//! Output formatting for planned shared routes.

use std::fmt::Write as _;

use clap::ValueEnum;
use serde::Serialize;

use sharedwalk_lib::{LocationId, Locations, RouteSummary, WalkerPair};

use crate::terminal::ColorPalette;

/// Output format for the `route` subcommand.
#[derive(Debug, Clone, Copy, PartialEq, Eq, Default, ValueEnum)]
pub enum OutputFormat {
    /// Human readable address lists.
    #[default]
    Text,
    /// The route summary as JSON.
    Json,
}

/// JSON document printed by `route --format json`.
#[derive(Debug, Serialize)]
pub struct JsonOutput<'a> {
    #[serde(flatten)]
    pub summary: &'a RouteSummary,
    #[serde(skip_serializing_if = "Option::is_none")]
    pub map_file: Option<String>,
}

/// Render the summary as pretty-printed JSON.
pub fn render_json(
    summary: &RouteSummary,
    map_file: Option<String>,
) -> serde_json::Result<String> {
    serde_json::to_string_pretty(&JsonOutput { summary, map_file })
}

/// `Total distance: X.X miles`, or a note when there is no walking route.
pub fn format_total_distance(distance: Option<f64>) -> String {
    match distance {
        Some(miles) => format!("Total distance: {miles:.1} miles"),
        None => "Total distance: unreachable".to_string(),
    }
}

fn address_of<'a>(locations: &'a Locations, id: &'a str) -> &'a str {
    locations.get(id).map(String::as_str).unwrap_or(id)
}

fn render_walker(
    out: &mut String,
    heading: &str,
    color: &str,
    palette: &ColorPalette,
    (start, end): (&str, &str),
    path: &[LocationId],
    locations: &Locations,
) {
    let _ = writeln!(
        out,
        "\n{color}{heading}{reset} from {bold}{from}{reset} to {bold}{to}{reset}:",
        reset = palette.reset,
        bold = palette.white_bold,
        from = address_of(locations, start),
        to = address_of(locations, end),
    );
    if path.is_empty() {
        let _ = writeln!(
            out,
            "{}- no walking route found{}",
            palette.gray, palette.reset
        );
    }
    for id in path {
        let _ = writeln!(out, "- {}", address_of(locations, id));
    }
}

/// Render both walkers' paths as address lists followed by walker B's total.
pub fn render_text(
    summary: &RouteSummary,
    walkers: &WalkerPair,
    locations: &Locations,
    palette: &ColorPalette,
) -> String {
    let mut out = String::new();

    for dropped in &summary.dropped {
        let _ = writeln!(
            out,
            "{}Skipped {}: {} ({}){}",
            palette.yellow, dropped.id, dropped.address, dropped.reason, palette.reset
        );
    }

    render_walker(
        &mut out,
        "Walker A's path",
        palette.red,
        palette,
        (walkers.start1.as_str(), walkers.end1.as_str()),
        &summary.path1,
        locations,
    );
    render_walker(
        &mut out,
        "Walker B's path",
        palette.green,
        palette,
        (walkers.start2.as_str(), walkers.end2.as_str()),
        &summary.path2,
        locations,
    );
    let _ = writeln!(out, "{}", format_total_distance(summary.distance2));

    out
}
##############################
Exercise aim | A complete answer gives every line of the data that includes "printed".

Answer to this problem |
/// JSON document printed by `route --format json`.
/// Render the summary as pretty-printed JSON.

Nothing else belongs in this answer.